**Work to complete**
Among the lines below, some may contain the string "caller". Say how many do, and give nothing besides the number.

**Source material**
★ ★ ★
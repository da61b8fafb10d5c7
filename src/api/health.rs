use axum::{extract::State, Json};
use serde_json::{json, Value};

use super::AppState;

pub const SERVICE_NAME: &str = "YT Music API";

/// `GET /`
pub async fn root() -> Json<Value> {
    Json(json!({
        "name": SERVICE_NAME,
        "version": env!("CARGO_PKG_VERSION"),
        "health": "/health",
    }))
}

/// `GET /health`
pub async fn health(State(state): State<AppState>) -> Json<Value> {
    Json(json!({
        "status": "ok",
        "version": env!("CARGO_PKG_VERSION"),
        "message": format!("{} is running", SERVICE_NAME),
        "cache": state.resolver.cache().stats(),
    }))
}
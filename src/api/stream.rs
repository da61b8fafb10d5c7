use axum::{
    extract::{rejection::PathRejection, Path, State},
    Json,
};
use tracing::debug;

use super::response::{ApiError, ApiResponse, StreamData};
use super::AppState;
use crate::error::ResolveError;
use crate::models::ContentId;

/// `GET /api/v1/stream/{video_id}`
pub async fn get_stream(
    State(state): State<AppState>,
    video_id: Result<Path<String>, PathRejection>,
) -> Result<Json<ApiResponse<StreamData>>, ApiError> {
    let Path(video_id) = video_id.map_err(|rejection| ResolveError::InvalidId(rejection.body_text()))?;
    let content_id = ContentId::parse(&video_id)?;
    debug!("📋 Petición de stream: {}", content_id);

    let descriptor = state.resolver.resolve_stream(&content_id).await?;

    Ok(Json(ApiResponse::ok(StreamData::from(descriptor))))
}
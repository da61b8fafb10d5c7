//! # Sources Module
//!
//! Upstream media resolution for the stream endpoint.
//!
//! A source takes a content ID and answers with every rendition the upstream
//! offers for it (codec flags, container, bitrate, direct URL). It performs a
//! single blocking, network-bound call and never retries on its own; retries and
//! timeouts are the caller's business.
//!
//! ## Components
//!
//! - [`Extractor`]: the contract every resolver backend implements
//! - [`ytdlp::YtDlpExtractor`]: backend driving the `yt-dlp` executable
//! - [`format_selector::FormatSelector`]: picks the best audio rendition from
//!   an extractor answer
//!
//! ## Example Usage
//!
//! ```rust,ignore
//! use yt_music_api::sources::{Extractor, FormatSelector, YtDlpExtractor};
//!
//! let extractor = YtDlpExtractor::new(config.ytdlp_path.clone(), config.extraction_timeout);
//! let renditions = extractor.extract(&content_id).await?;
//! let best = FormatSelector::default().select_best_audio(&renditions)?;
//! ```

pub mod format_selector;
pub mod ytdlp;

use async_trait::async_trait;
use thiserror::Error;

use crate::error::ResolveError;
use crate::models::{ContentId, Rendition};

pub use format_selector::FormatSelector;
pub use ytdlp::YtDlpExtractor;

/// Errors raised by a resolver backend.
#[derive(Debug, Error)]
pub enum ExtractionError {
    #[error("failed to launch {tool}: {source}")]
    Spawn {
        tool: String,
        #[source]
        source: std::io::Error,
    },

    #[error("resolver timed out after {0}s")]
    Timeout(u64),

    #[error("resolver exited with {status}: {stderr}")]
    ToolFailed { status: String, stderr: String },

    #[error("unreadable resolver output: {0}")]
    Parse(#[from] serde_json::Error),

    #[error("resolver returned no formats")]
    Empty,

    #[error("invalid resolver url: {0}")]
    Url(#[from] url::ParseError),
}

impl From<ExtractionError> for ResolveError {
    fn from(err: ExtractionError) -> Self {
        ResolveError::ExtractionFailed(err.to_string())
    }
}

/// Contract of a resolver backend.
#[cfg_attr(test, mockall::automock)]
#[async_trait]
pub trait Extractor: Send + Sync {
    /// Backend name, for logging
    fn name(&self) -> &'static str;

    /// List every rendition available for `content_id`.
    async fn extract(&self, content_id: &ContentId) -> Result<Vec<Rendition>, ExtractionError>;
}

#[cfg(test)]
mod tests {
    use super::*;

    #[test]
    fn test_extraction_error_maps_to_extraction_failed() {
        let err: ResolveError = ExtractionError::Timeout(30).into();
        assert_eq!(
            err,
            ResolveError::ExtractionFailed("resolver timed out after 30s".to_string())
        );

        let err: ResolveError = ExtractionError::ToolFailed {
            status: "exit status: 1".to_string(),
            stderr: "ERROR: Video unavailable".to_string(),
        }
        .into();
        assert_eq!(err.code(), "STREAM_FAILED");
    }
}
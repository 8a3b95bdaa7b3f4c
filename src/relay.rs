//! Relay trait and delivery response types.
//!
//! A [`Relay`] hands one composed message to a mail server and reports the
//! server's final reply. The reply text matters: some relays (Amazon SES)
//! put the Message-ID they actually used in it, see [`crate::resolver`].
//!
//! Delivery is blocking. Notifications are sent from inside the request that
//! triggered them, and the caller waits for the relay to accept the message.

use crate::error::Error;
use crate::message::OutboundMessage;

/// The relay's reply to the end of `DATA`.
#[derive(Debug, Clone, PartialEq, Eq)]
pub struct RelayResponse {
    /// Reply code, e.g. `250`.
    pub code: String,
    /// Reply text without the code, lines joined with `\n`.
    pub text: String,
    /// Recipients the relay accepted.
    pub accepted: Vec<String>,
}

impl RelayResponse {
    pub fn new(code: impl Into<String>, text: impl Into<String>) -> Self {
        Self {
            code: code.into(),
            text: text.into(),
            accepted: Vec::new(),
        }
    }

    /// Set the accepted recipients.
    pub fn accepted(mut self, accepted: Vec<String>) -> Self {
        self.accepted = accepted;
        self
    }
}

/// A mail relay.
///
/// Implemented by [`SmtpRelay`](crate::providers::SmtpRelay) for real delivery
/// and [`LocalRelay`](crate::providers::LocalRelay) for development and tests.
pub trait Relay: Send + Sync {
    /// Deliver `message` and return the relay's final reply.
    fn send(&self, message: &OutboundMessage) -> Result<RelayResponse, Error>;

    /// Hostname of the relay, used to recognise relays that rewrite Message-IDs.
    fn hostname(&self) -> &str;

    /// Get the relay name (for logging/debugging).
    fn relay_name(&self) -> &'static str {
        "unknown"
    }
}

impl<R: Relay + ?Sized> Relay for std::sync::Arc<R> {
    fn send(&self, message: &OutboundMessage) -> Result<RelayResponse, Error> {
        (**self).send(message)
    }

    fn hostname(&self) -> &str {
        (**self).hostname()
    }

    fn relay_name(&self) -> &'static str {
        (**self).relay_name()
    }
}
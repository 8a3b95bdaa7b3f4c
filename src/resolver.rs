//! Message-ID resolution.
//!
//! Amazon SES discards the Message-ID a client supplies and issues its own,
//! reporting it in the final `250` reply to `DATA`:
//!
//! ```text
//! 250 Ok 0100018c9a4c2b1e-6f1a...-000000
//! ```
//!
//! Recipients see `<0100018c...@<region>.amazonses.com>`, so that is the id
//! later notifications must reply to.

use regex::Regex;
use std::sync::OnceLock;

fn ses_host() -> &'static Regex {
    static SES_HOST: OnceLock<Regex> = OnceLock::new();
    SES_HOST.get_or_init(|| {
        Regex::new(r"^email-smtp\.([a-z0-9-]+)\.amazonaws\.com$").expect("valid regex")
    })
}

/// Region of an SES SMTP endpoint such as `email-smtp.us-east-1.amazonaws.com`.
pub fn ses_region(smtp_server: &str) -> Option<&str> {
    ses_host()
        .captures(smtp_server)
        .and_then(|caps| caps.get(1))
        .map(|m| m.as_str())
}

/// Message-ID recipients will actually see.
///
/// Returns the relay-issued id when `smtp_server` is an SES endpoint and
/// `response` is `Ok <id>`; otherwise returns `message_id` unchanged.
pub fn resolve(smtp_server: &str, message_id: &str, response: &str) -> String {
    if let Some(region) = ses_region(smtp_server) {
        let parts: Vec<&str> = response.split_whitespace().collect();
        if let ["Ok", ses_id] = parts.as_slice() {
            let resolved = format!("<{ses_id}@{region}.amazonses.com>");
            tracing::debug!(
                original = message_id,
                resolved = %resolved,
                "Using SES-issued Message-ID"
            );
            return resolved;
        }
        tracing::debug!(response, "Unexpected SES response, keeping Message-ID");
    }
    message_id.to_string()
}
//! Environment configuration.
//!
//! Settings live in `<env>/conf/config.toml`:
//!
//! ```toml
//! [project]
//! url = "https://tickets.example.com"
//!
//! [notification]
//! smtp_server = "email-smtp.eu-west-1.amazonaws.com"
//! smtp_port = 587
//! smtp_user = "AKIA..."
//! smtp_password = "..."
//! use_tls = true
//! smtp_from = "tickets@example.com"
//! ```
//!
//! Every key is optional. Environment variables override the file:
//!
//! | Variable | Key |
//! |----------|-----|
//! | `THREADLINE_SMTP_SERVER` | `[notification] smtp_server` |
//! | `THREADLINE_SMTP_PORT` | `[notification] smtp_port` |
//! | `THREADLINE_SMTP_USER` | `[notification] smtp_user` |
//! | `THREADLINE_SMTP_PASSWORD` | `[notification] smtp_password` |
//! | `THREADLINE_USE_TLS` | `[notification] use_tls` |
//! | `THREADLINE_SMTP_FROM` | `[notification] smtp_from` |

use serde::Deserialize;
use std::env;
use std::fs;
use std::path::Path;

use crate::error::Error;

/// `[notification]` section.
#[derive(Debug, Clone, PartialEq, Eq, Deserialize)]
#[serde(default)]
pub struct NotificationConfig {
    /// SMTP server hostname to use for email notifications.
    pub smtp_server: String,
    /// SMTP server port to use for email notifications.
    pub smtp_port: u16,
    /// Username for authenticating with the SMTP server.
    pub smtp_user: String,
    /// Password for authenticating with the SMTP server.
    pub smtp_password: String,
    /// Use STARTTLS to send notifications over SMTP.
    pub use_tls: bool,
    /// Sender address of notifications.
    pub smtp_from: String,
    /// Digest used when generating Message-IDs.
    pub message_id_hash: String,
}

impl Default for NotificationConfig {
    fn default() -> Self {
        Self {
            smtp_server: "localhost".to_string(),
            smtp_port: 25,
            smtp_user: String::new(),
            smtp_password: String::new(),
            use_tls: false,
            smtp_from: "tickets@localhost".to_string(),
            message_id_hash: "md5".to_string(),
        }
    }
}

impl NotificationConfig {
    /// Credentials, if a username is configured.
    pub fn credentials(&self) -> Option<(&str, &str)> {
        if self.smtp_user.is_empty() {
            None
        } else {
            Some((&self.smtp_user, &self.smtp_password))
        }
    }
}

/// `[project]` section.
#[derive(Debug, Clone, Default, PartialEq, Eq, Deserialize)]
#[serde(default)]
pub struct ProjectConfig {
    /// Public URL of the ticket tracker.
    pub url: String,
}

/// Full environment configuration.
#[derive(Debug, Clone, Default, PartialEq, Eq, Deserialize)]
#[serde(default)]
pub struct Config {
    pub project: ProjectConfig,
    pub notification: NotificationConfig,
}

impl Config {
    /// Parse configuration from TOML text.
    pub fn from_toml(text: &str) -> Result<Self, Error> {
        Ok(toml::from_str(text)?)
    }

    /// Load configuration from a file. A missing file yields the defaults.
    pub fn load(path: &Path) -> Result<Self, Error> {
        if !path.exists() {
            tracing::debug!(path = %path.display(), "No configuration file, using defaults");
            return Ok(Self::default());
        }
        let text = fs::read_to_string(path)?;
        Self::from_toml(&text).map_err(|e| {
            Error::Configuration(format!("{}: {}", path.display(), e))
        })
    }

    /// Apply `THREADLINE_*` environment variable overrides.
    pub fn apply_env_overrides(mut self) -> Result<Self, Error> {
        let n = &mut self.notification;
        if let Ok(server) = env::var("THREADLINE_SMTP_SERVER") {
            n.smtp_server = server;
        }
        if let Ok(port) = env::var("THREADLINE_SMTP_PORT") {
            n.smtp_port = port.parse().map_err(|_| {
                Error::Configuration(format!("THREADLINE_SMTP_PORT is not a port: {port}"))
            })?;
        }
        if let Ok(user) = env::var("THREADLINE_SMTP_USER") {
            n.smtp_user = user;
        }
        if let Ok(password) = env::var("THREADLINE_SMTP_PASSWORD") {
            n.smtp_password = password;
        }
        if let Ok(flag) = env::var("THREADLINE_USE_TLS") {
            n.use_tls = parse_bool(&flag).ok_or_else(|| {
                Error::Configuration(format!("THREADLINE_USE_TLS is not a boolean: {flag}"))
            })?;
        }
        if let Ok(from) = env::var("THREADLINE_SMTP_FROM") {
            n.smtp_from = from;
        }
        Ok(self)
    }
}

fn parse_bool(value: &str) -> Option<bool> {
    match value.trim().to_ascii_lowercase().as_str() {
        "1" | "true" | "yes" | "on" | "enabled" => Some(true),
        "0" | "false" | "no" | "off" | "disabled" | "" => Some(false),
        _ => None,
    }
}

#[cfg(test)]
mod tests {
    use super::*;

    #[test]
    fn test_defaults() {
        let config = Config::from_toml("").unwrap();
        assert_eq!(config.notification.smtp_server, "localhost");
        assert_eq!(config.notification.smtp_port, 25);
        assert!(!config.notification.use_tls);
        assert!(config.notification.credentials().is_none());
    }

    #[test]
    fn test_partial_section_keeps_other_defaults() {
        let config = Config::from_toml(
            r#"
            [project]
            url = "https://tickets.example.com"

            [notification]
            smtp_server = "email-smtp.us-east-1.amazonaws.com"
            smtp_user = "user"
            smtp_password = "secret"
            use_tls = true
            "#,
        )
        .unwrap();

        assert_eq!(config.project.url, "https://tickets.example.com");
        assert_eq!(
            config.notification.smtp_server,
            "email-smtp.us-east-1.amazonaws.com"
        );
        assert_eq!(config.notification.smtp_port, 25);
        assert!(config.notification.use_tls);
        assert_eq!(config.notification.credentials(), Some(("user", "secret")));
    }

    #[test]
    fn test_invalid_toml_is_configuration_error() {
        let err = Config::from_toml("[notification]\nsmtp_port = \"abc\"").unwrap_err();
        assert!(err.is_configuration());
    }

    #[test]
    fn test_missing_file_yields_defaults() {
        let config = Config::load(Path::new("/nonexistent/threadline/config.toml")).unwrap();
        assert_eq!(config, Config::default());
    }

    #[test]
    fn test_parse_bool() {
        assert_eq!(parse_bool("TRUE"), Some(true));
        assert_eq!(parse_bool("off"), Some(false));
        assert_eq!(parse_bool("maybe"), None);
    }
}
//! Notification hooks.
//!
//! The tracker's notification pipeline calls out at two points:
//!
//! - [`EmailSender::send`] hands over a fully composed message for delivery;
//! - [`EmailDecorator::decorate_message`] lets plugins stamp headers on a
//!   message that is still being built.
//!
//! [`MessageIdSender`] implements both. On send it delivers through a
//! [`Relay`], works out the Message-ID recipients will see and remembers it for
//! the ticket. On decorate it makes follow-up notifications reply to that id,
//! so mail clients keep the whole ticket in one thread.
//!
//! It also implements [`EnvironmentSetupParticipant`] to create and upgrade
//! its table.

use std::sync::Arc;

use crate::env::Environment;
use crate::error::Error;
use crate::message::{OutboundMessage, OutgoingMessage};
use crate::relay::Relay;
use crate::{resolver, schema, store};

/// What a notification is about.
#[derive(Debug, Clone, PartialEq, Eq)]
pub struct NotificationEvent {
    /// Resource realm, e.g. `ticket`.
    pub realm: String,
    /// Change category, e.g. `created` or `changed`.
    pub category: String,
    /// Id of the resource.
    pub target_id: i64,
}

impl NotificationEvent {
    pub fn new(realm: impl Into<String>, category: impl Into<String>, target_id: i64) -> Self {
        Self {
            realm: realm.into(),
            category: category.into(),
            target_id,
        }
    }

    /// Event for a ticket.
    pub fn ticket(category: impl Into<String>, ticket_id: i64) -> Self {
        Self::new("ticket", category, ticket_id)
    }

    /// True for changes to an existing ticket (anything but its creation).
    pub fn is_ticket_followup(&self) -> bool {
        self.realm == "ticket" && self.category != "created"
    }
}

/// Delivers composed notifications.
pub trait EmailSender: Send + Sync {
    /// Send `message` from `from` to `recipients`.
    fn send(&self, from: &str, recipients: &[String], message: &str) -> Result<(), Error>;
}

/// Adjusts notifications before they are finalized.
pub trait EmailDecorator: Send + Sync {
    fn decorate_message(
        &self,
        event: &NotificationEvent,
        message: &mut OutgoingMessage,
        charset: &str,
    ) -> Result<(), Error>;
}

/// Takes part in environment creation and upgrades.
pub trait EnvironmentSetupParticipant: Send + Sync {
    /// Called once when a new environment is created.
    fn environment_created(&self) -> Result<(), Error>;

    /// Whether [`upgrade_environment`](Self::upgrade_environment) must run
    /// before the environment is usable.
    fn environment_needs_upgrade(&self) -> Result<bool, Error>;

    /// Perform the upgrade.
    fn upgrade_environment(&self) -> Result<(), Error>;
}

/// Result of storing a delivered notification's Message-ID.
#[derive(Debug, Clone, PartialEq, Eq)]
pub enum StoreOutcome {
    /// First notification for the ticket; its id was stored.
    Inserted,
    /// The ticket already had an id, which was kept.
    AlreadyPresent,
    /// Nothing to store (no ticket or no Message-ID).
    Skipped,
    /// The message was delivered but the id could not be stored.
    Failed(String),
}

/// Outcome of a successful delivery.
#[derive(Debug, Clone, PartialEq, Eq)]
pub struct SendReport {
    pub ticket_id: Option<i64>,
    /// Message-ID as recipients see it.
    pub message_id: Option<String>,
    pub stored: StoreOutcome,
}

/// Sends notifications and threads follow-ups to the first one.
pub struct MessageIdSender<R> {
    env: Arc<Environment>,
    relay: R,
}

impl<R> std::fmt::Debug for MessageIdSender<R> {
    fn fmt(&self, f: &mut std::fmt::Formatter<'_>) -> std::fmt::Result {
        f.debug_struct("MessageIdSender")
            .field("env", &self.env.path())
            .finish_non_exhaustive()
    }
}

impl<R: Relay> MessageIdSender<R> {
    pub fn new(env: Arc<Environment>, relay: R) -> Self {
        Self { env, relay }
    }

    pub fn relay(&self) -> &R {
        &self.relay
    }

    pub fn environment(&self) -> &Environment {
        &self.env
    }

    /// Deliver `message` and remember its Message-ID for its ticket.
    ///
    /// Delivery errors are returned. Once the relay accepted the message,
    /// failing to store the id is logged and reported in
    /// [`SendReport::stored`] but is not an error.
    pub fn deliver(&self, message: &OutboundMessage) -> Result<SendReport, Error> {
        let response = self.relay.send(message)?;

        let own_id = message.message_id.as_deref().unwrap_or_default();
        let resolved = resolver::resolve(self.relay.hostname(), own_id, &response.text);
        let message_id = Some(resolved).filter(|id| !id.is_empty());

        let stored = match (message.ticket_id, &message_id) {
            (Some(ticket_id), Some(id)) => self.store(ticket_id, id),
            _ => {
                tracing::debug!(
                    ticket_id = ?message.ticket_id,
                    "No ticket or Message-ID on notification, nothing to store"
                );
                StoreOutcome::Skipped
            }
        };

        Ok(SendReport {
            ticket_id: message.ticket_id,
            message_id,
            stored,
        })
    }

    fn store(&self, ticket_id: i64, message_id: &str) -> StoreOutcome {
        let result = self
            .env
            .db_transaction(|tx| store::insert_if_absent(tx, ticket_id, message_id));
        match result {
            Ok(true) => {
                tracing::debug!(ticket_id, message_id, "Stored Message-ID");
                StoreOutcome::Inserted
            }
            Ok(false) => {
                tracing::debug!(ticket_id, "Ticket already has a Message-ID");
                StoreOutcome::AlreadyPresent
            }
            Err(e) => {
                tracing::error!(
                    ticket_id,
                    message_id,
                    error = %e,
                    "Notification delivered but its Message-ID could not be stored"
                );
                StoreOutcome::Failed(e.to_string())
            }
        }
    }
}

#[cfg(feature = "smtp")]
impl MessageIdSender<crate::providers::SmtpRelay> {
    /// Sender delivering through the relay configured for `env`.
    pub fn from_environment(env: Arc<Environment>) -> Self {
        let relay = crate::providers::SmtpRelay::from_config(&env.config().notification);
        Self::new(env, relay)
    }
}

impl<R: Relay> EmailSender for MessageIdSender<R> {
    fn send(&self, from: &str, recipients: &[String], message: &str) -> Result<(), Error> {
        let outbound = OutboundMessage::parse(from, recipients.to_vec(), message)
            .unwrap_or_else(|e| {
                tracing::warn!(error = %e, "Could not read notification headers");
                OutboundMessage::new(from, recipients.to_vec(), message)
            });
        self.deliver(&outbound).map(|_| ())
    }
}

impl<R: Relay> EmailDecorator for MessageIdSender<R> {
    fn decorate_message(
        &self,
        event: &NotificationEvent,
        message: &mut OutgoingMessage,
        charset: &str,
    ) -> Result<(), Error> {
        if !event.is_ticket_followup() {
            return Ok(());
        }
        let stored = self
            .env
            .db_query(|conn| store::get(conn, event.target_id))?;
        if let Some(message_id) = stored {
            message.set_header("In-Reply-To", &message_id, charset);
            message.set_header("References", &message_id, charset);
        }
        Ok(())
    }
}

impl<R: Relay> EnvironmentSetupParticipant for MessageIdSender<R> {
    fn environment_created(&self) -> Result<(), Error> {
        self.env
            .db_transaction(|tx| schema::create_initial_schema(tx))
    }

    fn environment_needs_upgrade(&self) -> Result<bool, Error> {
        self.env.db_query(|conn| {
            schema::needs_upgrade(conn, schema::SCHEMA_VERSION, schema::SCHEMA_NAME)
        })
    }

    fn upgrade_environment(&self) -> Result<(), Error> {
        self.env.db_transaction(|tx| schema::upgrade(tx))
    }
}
★ ★ ★
**Answer area**
2